[What to produce]
Please find all lines in the data that hold the string "answer" and copy them.

Segment Start: Input data

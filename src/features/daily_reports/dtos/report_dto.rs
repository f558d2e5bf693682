use serde::Serialize;
use utoipa::ToSchema;
use validator::{Validate, ValidationErrors};

use crate::core::config::{CleanlinessField, ReportConfig};
use crate::core::error::{AppError, Result};
use crate::shared::constants::{MAX_PHOTOS, MIN_PHOTOS, TOKEN_FALSE, TOKEN_TRUE};

/// Multipart field names of the submission form
pub mod fields {
    pub const ORG_SLUG: &str = "orgSlug";
    pub const CREW_NAME: &str = "crewName";
    pub const SITE_NUMBER: &str = "siteNumber";
    pub const SUMMARY: &str = "summary";
    pub const FINISHED_PLAN: &str = "finishedPlan";
    pub const NOT_FINISHED_WHY: &str = "notFinishedWhy";
    pub const CATCHUP_PLAN: &str = "catchupPlan";
    pub const SITE_LEFT_CLEAN: &str = "siteLeftClean";
    pub const SITE_LEFT_CLEAN_NOTES: &str = "siteLeftCleanNotes";
    pub const PHOTOS: &str = "photos";
}

/// One binary part of the `photos` field, as received
#[derive(Debug, Clone, Default)]
pub struct PhotoUpload {
    pub file_name: Option<String>,
    pub content_type: Option<String>,
    pub data: Vec<u8>,
}

/// Raw submission as read from the multipart body.
///
/// Missing text fields are empty strings. Only the four unconditional text
/// fields carry derive rules; the remaining rules depend on other fields.
#[derive(Debug, Clone, Default, Validate)]
pub struct SubmitReportForm {
    #[validate(length(min = 1, message = "Organisation is required"))]
    pub org_slug: String,
    #[validate(length(min = 1, message = "Crew name is required"))]
    pub crew_name: String,
    #[validate(length(min = 1, message = "Site Number / Name is required"))]
    pub site_number: String,
    #[validate(length(min = 1, message = "Today's summary is required"))]
    pub summary: String,
    pub finished_plan: String,
    pub not_finished_why: String,
    pub catchup_plan: String,
    pub site_left_clean: String,
    pub site_left_clean_notes: String,
    pub photos: Vec<PhotoUpload>,
}

/// Order in which missing required fields are reported
const REQUIRED_FIELD_ORDER: [&str; 4] = ["org_slug", "crew_name", "site_number", "summary"];

/// Whether the crew finished the day's plan; the explanation only exists when not
#[derive(Debug, Clone, PartialEq, Eq)]
pub enum PlanProgress {
    Finished,
    NotFinished { why: String, catchup_plan: String },
}

/// The "site left clean" answer in the deployment's representation
#[derive(Debug, Clone, PartialEq, Eq)]
pub enum Cleanliness {
    Toggle(bool),
    Notes(String),
}

/// A submission that passed every validation rule
#[derive(Debug, Clone)]
pub struct ValidatedReport {
    pub org_slug: String,
    pub crew_name: String,
    pub site_number: String,
    pub summary: String,
    pub progress: PlanProgress,
    pub cleanliness: Cleanliness,
    /// Non-empty photos in submission order, between the configured bounds
    pub photos: Vec<PhotoUpload>,
}

impl PlanProgress {
    pub fn is_finished(&self) -> bool {
        matches!(self, PlanProgress::Finished)
    }
}

impl Cleanliness {
    /// Values for the `site_left_clean` and `site_left_clean_notes` columns
    pub fn to_columns(&self) -> (Option<bool>, String) {
        match self {
            Cleanliness::Toggle(clean) => (Some(*clean), yes_no(*clean).to_string()),
            Cleanliness::Notes(notes) => (None, notes.clone()),
        }
    }

    /// Human-readable answer for notifications
    pub fn describe(&self) -> String {
        match self {
            Cleanliness::Toggle(clean) => yes_no(*clean).to_string(),
            Cleanliness::Notes(notes) => notes.clone(),
        }
    }
}

pub fn yes_no(value: bool) -> &'static str {
    if value {
        "Yes"
    } else {
        "No"
    }
}

/// Parses a literal boolean token.
///
/// `Ok(None)` means the field was absent; an unrecognised token is an error.
fn parse_token(raw: &str, invalid_message: &str) -> Result<Option<bool>> {
    match raw {
        "" => Ok(None),
        TOKEN_TRUE => Ok(Some(true)),
        TOKEN_FALSE => Ok(Some(false)),
        _ => Err(AppError::Validation(invalid_message.to_string())),
    }
}

fn require(value: String, message: &str) -> Result<String> {
    if value.is_empty() {
        Err(AppError::Validation(message.to_string()))
    } else {
        Ok(value)
    }
}

fn first_required_field_error(errors: &ValidationErrors) -> String {
    let field_errors = errors.field_errors();
    REQUIRED_FIELD_ORDER
        .iter()
        .find_map(|field| {
            field_errors
                .get(*field)
                .and_then(|errs| errs.first())
                .and_then(|e| e.message.as_ref())
                .map(|m| m.to_string())
        })
        .unwrap_or_else(|| errors.to_string())
}

impl SubmitReportForm {
    /// Trim every text field, as the form does before sending
    fn trimmed(mut self) -> Self {
        for field in [
            &mut self.org_slug,
            &mut self.crew_name,
            &mut self.site_number,
            &mut self.summary,
            &mut self.finished_plan,
            &mut self.not_finished_why,
            &mut self.catchup_plan,
            &mut self.site_left_clean,
            &mut self.site_left_clean_notes,
        ] {
            *field = field.trim().to_string();
        }
        self
    }

    /// Applies the submission rules in order, stopping at the first failure.
    pub fn into_validated(self, config: &ReportConfig) -> Result<ValidatedReport> {
        let form = self.trimmed();

        form.validate()
            .map_err(|e| AppError::Validation(first_required_field_error(&e)))?;

        let finished = parse_token(
            &form.finished_plan,
            "Finished plan must be either \"true\" or \"false\"",
        )?
        .ok_or_else(|| {
            AppError::Validation(
                "Please indicate if you finished everything planned today".to_string(),
            )
        })?;

        // Stale explanation text from the client is discarded when finished
        let progress = if finished {
            PlanProgress::Finished
        } else {
            PlanProgress::NotFinished {
                why: require(
                    form.not_finished_why,
                    "Please explain what was not finished and why",
                )?,
                catchup_plan: require(
                    form.catchup_plan,
                    "Please provide a plan to make up the lost time",
                )?,
            }
        };

        let cleanliness = match config.cleanliness_field {
            CleanlinessField::Toggle => {
                let clean = parse_token(
                    &form.site_left_clean,
                    "Site left clean must be either \"true\" or \"false\"",
                )?
                .ok_or_else(|| {
                    AppError::Validation(
                        "Please indicate if the site was left clean / tools in site box / materials under cover"
                            .to_string(),
                    )
                })?;
                Cleanliness::Toggle(clean)
            }
            CleanlinessField::Notes => Cleanliness::Notes(require(
                form.site_left_clean_notes,
                "Please describe how the site was left",
            )?),
        };

        let photos: Vec<PhotoUpload> = form
            .photos
            .into_iter()
            .filter(|p| !p.data.is_empty())
            .collect();

        if !(MIN_PHOTOS..=MAX_PHOTOS).contains(&photos.len()) {
            return Err(AppError::Validation(format!(
                "Must upload between {} and {} photos",
                MIN_PHOTOS, MAX_PHOTOS
            )));
        }

        Ok(ValidatedReport {
            org_slug: form.org_slug,
            crew_name: form.crew_name,
            site_number: form.site_number,
            summary: form.summary,
            progress,
            cleanliness,
            photos,
        })
    }
}

/// Daily report submission form for OpenAPI documentation
/// Note: This struct is for Swagger UI documentation only.
/// The actual handler reads the multipart body through `ReportForm`.
#[derive(Debug, Serialize, ToSchema)]
#[allow(dead_code)]
#[serde(rename_all = "camelCase")]
pub struct SubmitReportFormDoc {
    /// Organisation slug
    #[schema(example = "madebymobbs")]
    pub org_slug: String,
    /// Crew name
    pub crew_name: String,
    /// Site number or name
    pub site_number: String,
    /// Summary of the day's work
    pub summary: String,
    /// "true" or "false"
    #[schema(example = "true")]
    pub finished_plan: String,
    /// Required when finishedPlan is "false"
    pub not_finished_why: Option<String>,
    /// Required when finishedPlan is "false"
    pub catchup_plan: Option<String>,
    /// "true" or "false" (toggle deployments)
    pub site_left_clean: Option<String>,
    /// Free text (notes deployments)
    pub site_left_clean_notes: Option<String>,
    /// Between 3 and 10 images
    #[schema(format = Binary, content_media_type = "application/octet-stream")]
    pub photos: Vec<String>,
}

Segment End: Input data

[Response to the task]
/// The "site left clean" answer in the deployment's representation
    /// Human-readable answer for notifications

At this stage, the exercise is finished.